─── THE INPUT ───
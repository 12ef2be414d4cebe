//! Optimistic drag-and-drop reordering.

use std::collections::HashMap;
use std::sync::{Arc, Mutex};

use tracing::{debug, warn};

use crate::error::Result;
use crate::models::{ReorderKind, ReorderRequest, Scope};
use crate::remote::CallOptions;
use crate::sync::{lock, EntitySyncManager, SyncContext};

pub struct ReorderCoordinator {
    ctx: SyncContext,
    entities: Arc<EntitySyncManager>,
    /// Latest scheduled refresh per community; older timers see a newer
    /// generation and give up
    generations: Mutex<HashMap<String, u64>>,
}

impl ReorderCoordinator {
    pub fn new(ctx: SyncContext, entities: Arc<EntitySyncManager>) -> Arc<Self> {
        Arc::new(Self {
            ctx,
            entities,
            generations: Mutex::new(HashMap::new()),
        })
    }

    /// Moves `moved_id` to `new_index` within `to`.
    ///
    /// The displayed aggregate changes before the remote call is made. On
    /// success the aggregate is refreshed, right away for moves across scopes
    /// and debounced otherwise. On failure the affected scopes revert to the
    /// last authoritative ordering and the error is returned.
    pub async fn reorder(
        self: &Arc<Self>,
        community_id: &str,
        kind: ReorderKind,
        moved_id: &str,
        from: Scope,
        to: Scope,
        new_index: usize,
    ) -> Result<()> {
        let placement = self.entities.apply_optimistic(community_id, |aggregate| {
            aggregate.move_item(kind, moved_id, &from, &to, new_index)
        })?;
        debug!(community_id, moved_id, ?kind, order_id = placement.order_id, "reorder applied locally");

        let path = match kind {
            ReorderKind::Channel => format!("{community_id}/channels/reorder"),
            ReorderKind::Category => format!("{community_id}/categories/reorder"),
        };
        let request = ReorderRequest {
            id: moved_id.to_string(),
            category_id: placement.scope.category_id().map(str::to_string),
            order_id: placement.order_id,
        };

        let sent = match serde_json::to_value(&request) {
            Ok(body) => {
                self.ctx
                    .remote
                    .call(&path, CallOptions::write(body, self.ctx.signer.clone()))
                    .await
            }
            Err(e) => Err(e.into()),
        };

        if let Err(e) = sent {
            warn!(community_id, moved_id, error = %e, "reorder rejected, rolling back");
            let scopes = if from == to { vec![from] } else { vec![from, to] };
            self.entities.rollback(community_id, kind, &scopes);
            return Err(e);
        }

        if from != to {
            self.bump_generation(community_id);
            if let Err(e) = self.entities.refresh(community_id, false).await {
                debug!(community_id, error = %e, "post-move refresh failed");
            }
        } else {
            self.schedule_refresh(community_id);
        }
        Ok(())
    }

    fn bump_generation(&self, community_id: &str) -> u64 {
        let mut generations = lock(&self.generations);
        let generation = generations.entry(community_id.to_string()).or_insert(0);
        *generation += 1;
        *generation
    }

    /// Refreshes after the debounce window unless another reorder for the
    /// same community lands first.
    fn schedule_refresh(self: &Arc<Self>, community_id: &str) {
        let generation = self.bump_generation(community_id);
        let this = Arc::clone(self);
        let community_id = community_id.to_string();
        tokio::spawn(async move {
            tokio::time::sleep(this.ctx.config.reorder_debounce).await;
            let current = lock(&this.generations).get(&community_id).copied();
            if current != Some(generation) {
                return;
            }
            if let Err(e) = this.entities.refresh(&community_id, false).await {
                debug!(community_id = %community_id, error = %e, "debounced refresh failed");
            }
        });
    }
}
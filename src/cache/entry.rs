//! Cache Entry Module
//!
//! Defines the timestamped envelope every cached value lives in.

use std::time::Duration;

use serde::{Deserialize, Serialize};

// == Cache Entry ==
/// A cached value with the time it was fetched.
///
/// Serialized as `{data, timestamp}` when persisted.
#[derive(Debug, Clone, PartialEq, Serialize, Deserialize)]
pub struct CacheEntry<T> {
    /// The cached value
    pub data: T,
    /// Fetch timestamp (Unix milliseconds)
    pub timestamp: u64,
}

impl<T> CacheEntry<T> {
    // == Constructor ==
    /// Creates a new entry stamped at `timestamp`.
    pub fn new(data: T, timestamp: u64) -> Self {
        Self { data, timestamp }
    }

    // == Age ==
    /// Milliseconds elapsed since the entry was stamped.
    ///
    /// A timestamp in the future (clock skew after restart) counts as age zero.
    pub fn age_ms(&self, now: u64) -> u64 {
        now.saturating_sub(self.timestamp)
    }

    // == Is Valid ==
    /// Checks if the entry is still within its TTL.
    ///
    /// Boundary condition: an entry is valid while `now - timestamp <= ttl`,
    /// so it stays valid at exactly the TTL and expires one millisecond later.
    pub fn is_valid(&self, now: u64, ttl: Duration) -> bool {
        self.age_ms(now) <= ttl.as_millis() as u64
    }

    // == Time To Live ==
    /// Returns remaining TTL in milliseconds, `0` once expired.
    pub fn ttl_remaining_ms(&self, now: u64, ttl: Duration) -> u64 {
        (ttl.as_millis() as u64).saturating_sub(self.age_ms(now))
    }
}

// == Scoped Entry ==
/// Persisted envelope for collections owned by a scope id, serialized as
/// `{data, scope_id, timestamp}`.
#[derive(Debug, Clone, PartialEq, Serialize, Deserialize)]
pub struct ScopedEntry<T> {
    pub data: T,
    pub scope_id: String,
    pub timestamp: u64,
}

impl<T> ScopedEntry<T> {
    pub fn new(scope_id: impl Into<String>, entry: CacheEntry<T>) -> Self {
        Self {
            data: entry.data,
            scope_id: scope_id.into(),
            timestamp: entry.timestamp,
        }
    }

    /// Drops the scope, keeping data and timestamp. `None` when the envelope
    /// was written for a different scope.
    pub fn into_entry_for(self, scope_id: &str) -> Option<CacheEntry<T>> {
        (self.scope_id == scope_id).then(|| CacheEntry::new(self.data, self.timestamp))
    }
}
───
When you reach the line holding "if from != to" in the records above, begin reproducing exactly, stop after the line holding "let this = Arc::clone(self);", and output nothing else.

ANSWER FOR THIS EXERCISE —
        if from != to {
            self.bump_generation(community_id);
            if let Err(e) = self.entities.refresh(community_id, false).await {
                debug!(community_id, error = %e, "post-move refresh failed");
            }
        } else {
            self.schedule_refresh(community_id);
        }
        Ok(())
    }

    fn bump_generation(&self, community_id: &str) -> u64 {
        let mut generations = lock(&self.generations);
        let generation = generations.entry(community_id.to_string()).or_insert(0);
        *generation += 1;
        *generation
    }

    /// Refreshes after the debounce window unless another reorder for the
    /// same community lands first.
    fn schedule_refresh(self: &Arc<Self>, community_id: &str) {
        let generation = self.bump_generation(community_id);
        let this = Arc::clone(self);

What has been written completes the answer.